From 2018 to 2020, Alberta lowered CNRL’s costs for its oil-producing Peace River site to comply with provincial emissions requirements. Peace River’s per-barrel emissions are triple that of the already-high oil sands average.
CNRL, Canada’s biggest oil producer, which made C$2.1 billion ($1.66 billion) adjusted profit in the third quarter, is one of six companies to receive financial relief under Alberta’s compliance cost containment program, which launched in 2018.
Alberta requires high-emitting facilities that pollute more than the industry benchmark to comply, either by buying emissions credits or offsets from better-performing facilities, or by paying into a government fund at the going rate for carbon emissions, currently C$40 per tonne.
The province’s cost containment program, however, eases the financial pain for facilities whose compliance costs are greater than 3% of their sales or more than 10% of their profits, to prevent “economic hardship.”
Alberta’s Environment Department provided, at the request of Reuters, a list of companies that benefited from the program. Spokesman Tom McMillan said it would not disclose the amounts of the cost relief the companies received, calling them “commercially sensitive.”
Greenfire Oil and Gas Limited and Athabasca Oil Corp, which run the second-and eighth-most emissions-intense Alberta oil sands sites, according to government records, also received cost reductions.
Alberta’s government also lowered CNRL’s compliance cost for its Hays gas plant in 2018 and 2019.
CNRL did not respond when asked the financial value of the carbon cost relief it received.
“As we advance technologies to reduce our carbon footprint at all of our facilities, we will continue providing local jobs and economic benefits,” CNRL said in a statement.
Countries that produce fossil fuels face the challenge of cutting emissions without damaging their economies.
Emissions-intense, outdated oil facilities continue to operate despite government attempts to curb emissions.
Environment Minister Jason Nixon defended Alberta’s efforts.
“It is a made-for-Alberta system that works with, not against, our key industries.”
Canada is the world’s fourth-largest oil producer and the oil and gas sector is also the country’s biggest emitter. That makes it a critical challenge for Prime Minister Justin Trudeau as he aims to cut Canada’s national greenhouse gas emissions by 40-45% by 2030 from 2005 levels.

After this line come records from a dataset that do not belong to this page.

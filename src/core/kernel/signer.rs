use crate::core::errors::ClientError;
use ripemd::Ripemd160;
use secp256k1::ecdsa::Signature;
use secp256k1::{Message, PublicKey, Secp256k1, SecretKey};
use secrecy::Secret;
use sha2::{Digest, Sha256};
use std::collections::HashMap;
use zeroize::Zeroizing;

/// Header carrying the signer's compressed public key.
pub const IDENTITY_HEADER: &str = "x-identity";
/// Header carrying the DER signature over the canonical payload.
pub const SIGNATURE_HEADER: &str = "x-signature";

/// Version and type bytes of an ephemeral BitPay SIN.
const SIN_PREFIX: [u8; 2] = [0x0F, 0x02];

/// Result type for signing operations: headers to attach to the request
pub type SignatureResult = Result<HashMap<String, String>, ClientError>;

/// Public half of a client identity.
#[derive(Debug, Clone, PartialEq, Eq)]
pub struct ClientIdentity {
    /// Compressed SEC1 public key, lowercase hex
    pub public_key: String,
    /// Secure Identification Number derived from the public key
    pub sin: String,
}

/// Signer trait for request authentication
///
/// Implementations turn the canonical payload of a request into the headers
/// the API needs to authenticate it.
pub trait Signer: Send + Sync {
    /// Sign the canonical payload and return the headers to attach
    fn sign_request(&self, data_to_sign: &str) -> SignatureResult;

    /// Identity the signatures can be verified against
    fn identity(&self) -> ClientIdentity;
}

/// BitAuth signer: ECDSA over secp256k1 with SHA-256 message digests.
#[derive(Clone)]
pub struct IdentitySigner {
    secret_key: SecretKey,
    public_key_hex: String,
    sin: String,
    secp: Secp256k1<secp256k1::All>,
}

impl std::fmt::Debug for IdentitySigner {
    fn fmt(&self, f: &mut std::fmt::Formatter<'_>) -> std::fmt::Result {
        f.debug_struct("IdentitySigner")
            .field("public_key", &self.public_key_hex)
            .field("sin", &self.sin)
            .finish_non_exhaustive()
    }
}

impl IdentitySigner {
    /// Create a signer from a hex-encoded 32-byte private key (`0x` prefix allowed)
    pub fn from_hex(private_key: &str) -> Result<Self, ClientError> {
        let key_bytes = Zeroizing::new(
            hex::decode(private_key.trim().trim_start_matches("0x"))
                .map_err(|e| ClientError::Signing(format!("Invalid private key hex: {}", e)))?,
        );

        let secret_key = SecretKey::from_slice(&key_bytes)
            .map_err(|e| ClientError::Signing(format!("Invalid private key: {}", e)))?;

        Ok(Self::from_secret_key(secret_key))
    }

    /// Create a signer with a freshly generated private key
    pub fn generate() -> Self {
        Self::from_secret_key(SecretKey::new(&mut rand::thread_rng()))
    }

    fn from_secret_key(secret_key: SecretKey) -> Self {
        let secp = Secp256k1::new();
        let public_key = PublicKey::from_secret_key(&secp, &secret_key);
        let public_key_hex = hex::encode(public_key.serialize());
        let sin = sin_from_public_key(&public_key);

        Self {
            secret_key,
            public_key_hex,
            sin,
            secp,
        }
    }

    /// Compressed public key as lowercase hex
    pub fn public_key(&self) -> &str {
        &self.public_key_hex
    }

    pub fn sin(&self) -> &str {
        &self.sin
    }

    /// Hex-encoded private key, e.g. to persist a generated key.
    pub fn export_private_key(&self) -> Secret<String> {
        let bytes = Zeroizing::new(self.secret_key.secret_bytes());
        Secret::new(hex::encode(bytes.as_slice()))
    }

    /// Sign `payload` and return the DER signature as lowercase hex.
    ///
    /// Nonces follow RFC 6979, so equal payloads produce equal signatures.
    pub fn sign(&self, payload: &str) -> Result<String, ClientError> {
        let message = payload_message(payload)?;
        let signature = self.secp.sign_ecdsa(&message, &self.secret_key);
        Ok(hex::encode(&*signature.serialize_der()))
    }

    /// Check one of this signer's own signatures
    pub fn verify(&self, payload: &str, signature_hex: &str) -> bool {
        verify_signature(payload, signature_hex, &self.public_key_hex)
    }
}

impl Signer for IdentitySigner {
    fn sign_request(&self, data_to_sign: &str) -> SignatureResult {
        let signature = self.sign(data_to_sign)?;

        let mut headers = HashMap::new();
        headers.insert(IDENTITY_HEADER.to_string(), self.public_key_hex.clone());
        headers.insert(SIGNATURE_HEADER.to_string(), signature);

        Ok(headers)
    }

    fn identity(&self) -> ClientIdentity {
        ClientIdentity {
            public_key: self.public_key_hex.clone(),
            sin: self.sin.clone(),
        }
    }
}

fn payload_message(payload: &str) -> Result<Message, ClientError> {
    let digest = Sha256::digest(payload.as_bytes());
    Message::from_digest_slice(&digest)
        .map_err(|e| ClientError::Signing(format!("Failed to create message: {}", e)))
}

/// Verify a hex DER signature over `payload` against a hex public key.
///
/// Malformed input verifies as `false`.
pub fn verify_signature(payload: &str, signature_hex: &str, public_key_hex: &str) -> bool {
    let (Ok(signature_bytes), Ok(key_bytes)) =
        (hex::decode(signature_hex), hex::decode(public_key_hex))
    else {
        return false;
    };

    let (Ok(signature), Ok(public_key)) = (
        Signature::from_der(&signature_bytes),
        PublicKey::from_slice(&key_bytes),
    ) else {
        return false;
    };

    let Ok(message) = payload_message(payload) else {
        return false;
    };

    Secp256k1::verification_only()
        .verify_ecdsa(&message, &signature, &public_key)
        .is_ok()
}

/// Base58check of `0x0F 0x02 || RIPEMD160(SHA256(compressed public key))`.
pub fn sin_from_public_key(public_key: &PublicKey) -> String {
    let sha = Sha256::digest(public_key.serialize());
    let hash160 = Ripemd160::digest(sha);

    let mut payload = Vec::with_capacity(SIN_PREFIX.len() + hash160.len());
    payload.extend_from_slice(&SIN_PREFIX);
    payload.extend_from_slice(&hash160);

    bs58::encode(payload).with_check().into_string()
}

Reductions to carbon cost obligations like CNRL’s come in two ways. First, the Alberta government can allow such facilities to buy more carbon credits and offsets to meet their obligations than the 60% limit in place for other facilities. This saves companies money since credits and offsets are typically cheaper to acquire than paying the carbon price.

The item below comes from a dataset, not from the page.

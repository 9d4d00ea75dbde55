pub mod config;
pub mod errors;
pub mod guid;
pub mod kernel;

Secondly, the government can increase a facility’s allowable emissions per year. CNRL, whose C$65 billion market cap is the highest of any Canadian oil and gas producer, received both forms of relief annually from 2018-2020, the document shows.
“There’s always this tension around concern for jobs, but in this case, it’s really questionable to me whether removing (the cost relief program) would actually lead to job loss” given the sector’s strong free cash flows and dividends, said Sara Hastings-Simon, director of the University of Calgary’s sustainable energy development program.
A natural gas plant owned by Keyera Corp, West Fraser Mills pulp facility, and an Enerkem biofuels plant also received relief. None of the companies, other than CNRL, responded to requests for comment.